> _Work task_: Where the word "display" appears in a line below, copy the whole line.

Stored data entries:

[Start of section]

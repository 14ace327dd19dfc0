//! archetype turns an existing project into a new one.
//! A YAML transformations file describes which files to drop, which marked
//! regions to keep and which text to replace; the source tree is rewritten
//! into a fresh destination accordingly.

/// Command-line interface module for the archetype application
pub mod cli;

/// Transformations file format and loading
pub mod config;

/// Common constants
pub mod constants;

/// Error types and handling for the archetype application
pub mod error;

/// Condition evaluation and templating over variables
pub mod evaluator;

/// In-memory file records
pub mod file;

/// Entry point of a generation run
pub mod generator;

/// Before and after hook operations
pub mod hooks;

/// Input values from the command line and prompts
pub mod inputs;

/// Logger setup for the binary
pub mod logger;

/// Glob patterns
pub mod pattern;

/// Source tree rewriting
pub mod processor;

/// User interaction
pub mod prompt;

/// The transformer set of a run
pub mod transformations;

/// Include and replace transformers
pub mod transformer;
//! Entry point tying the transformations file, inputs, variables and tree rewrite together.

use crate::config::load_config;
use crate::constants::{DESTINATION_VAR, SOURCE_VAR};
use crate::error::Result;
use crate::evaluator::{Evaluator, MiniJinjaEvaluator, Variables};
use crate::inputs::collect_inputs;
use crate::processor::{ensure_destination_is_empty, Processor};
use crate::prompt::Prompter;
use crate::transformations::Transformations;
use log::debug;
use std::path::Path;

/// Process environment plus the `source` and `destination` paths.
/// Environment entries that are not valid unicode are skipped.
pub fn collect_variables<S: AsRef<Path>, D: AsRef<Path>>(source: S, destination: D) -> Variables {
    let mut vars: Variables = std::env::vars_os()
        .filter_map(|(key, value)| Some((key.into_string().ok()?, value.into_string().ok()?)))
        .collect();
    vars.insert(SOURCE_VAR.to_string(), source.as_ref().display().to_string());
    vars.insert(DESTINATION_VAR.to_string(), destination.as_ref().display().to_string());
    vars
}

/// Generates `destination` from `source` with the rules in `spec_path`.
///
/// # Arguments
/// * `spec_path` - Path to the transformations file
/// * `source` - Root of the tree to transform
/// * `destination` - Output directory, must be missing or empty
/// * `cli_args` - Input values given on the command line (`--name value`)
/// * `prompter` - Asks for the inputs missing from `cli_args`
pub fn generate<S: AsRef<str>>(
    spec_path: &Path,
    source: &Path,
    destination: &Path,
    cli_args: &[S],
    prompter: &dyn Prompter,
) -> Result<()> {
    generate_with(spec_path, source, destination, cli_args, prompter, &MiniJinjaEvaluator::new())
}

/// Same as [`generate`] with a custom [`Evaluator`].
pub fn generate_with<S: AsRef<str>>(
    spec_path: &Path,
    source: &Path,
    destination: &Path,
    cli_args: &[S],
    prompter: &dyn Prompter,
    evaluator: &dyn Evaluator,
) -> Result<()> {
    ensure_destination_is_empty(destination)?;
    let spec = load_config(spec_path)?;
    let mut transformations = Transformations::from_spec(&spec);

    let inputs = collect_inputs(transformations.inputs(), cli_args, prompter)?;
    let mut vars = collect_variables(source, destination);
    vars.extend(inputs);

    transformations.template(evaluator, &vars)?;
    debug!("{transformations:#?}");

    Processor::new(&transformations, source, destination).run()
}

[End of section]
[Start of section]

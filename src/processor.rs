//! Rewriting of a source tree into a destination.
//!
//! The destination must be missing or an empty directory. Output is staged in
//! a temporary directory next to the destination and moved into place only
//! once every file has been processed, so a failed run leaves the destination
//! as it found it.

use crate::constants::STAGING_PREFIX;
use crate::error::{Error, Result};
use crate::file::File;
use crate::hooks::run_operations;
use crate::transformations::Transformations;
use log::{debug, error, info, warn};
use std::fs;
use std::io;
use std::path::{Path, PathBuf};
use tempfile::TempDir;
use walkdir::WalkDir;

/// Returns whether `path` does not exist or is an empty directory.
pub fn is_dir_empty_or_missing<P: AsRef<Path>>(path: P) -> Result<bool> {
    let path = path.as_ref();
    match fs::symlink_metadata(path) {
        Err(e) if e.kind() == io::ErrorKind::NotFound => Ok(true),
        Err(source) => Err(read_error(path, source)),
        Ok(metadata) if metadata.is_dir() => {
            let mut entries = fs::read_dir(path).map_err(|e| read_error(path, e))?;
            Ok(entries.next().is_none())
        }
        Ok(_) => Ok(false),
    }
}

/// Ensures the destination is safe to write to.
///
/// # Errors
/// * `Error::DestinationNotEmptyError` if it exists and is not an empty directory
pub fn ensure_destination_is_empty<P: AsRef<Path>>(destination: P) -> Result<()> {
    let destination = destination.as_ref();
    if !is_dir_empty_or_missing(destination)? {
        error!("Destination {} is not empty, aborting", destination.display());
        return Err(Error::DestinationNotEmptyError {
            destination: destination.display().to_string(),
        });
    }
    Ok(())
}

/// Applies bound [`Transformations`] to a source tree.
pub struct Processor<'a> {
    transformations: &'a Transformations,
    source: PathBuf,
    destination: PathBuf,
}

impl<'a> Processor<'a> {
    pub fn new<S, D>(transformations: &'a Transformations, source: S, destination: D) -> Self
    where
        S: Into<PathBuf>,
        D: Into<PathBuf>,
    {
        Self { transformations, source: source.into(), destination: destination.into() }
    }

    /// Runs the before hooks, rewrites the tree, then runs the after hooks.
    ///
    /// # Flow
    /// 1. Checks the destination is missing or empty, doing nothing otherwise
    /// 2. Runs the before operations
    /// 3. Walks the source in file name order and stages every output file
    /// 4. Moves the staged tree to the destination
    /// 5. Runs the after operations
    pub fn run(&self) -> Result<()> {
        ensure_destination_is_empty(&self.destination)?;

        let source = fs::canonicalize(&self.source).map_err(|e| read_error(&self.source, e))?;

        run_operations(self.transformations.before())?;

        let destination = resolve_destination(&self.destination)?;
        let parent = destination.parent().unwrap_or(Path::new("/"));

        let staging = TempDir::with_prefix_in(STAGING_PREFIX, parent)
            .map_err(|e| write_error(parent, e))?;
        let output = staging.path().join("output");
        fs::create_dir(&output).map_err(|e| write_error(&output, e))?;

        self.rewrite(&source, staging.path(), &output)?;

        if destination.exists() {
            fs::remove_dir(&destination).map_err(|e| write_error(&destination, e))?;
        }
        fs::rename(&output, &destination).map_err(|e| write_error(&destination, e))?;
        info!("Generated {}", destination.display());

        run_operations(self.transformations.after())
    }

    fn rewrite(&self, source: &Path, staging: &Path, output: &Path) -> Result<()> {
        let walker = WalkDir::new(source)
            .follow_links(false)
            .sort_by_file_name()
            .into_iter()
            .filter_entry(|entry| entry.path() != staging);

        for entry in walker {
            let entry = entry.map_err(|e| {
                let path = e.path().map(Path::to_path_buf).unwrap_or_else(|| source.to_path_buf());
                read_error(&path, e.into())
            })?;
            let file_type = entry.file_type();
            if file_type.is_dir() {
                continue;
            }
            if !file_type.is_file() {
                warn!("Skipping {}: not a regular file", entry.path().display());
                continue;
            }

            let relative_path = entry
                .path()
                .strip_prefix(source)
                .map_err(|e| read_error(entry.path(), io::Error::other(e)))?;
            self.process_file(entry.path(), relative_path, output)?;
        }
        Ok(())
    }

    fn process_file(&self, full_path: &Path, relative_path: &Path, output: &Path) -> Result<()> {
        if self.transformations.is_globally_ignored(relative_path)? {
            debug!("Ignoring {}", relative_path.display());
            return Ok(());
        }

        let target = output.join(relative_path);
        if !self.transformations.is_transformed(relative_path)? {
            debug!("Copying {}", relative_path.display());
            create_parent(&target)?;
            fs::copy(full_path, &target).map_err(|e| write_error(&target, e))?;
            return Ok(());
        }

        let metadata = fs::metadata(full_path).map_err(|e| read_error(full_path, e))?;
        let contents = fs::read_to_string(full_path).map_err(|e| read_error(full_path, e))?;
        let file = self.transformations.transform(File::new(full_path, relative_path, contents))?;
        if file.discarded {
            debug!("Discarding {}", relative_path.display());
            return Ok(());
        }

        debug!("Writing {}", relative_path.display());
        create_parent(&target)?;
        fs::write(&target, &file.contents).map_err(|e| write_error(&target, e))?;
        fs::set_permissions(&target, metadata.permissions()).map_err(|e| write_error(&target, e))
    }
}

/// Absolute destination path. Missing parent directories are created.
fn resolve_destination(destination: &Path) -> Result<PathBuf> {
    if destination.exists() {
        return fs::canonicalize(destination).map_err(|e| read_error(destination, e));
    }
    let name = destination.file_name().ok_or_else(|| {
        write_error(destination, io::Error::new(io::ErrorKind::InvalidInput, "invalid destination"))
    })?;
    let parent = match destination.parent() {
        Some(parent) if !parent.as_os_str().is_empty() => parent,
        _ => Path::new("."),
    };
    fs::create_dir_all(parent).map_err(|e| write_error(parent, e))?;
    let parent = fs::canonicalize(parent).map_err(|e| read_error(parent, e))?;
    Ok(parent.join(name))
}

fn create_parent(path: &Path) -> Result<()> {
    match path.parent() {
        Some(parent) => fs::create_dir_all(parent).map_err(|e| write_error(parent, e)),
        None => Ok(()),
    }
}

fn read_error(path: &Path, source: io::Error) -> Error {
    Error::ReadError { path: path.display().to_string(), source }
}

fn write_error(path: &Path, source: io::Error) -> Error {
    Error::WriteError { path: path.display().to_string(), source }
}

[End of section]

> _Result of the exercise_:
    vars.insert(SOURCE_VAR.to_string(), source.as_ref().display().to_string());
    vars.insert(DESTINATION_VAR.to_string(), destination.as_ref().display().to_string());
        error!("Destination {} is not empty, aborting", destination.display());
            destination: destination.display().to_string(),
        info!("Generated {}", destination.display());
                warn!("Skipping {}: not a regular file", entry.path().display());
            debug!("Ignoring {}", relative_path.display());
            debug!("Copying {}", relative_path.display());
            debug!("Discarding {}", relative_path.display());
        debug!("Writing {}", relative_path.display());
    Error::ReadError { path: path.display().to_string(), source }
    Error::WriteError { path: path.display().to_string(), source }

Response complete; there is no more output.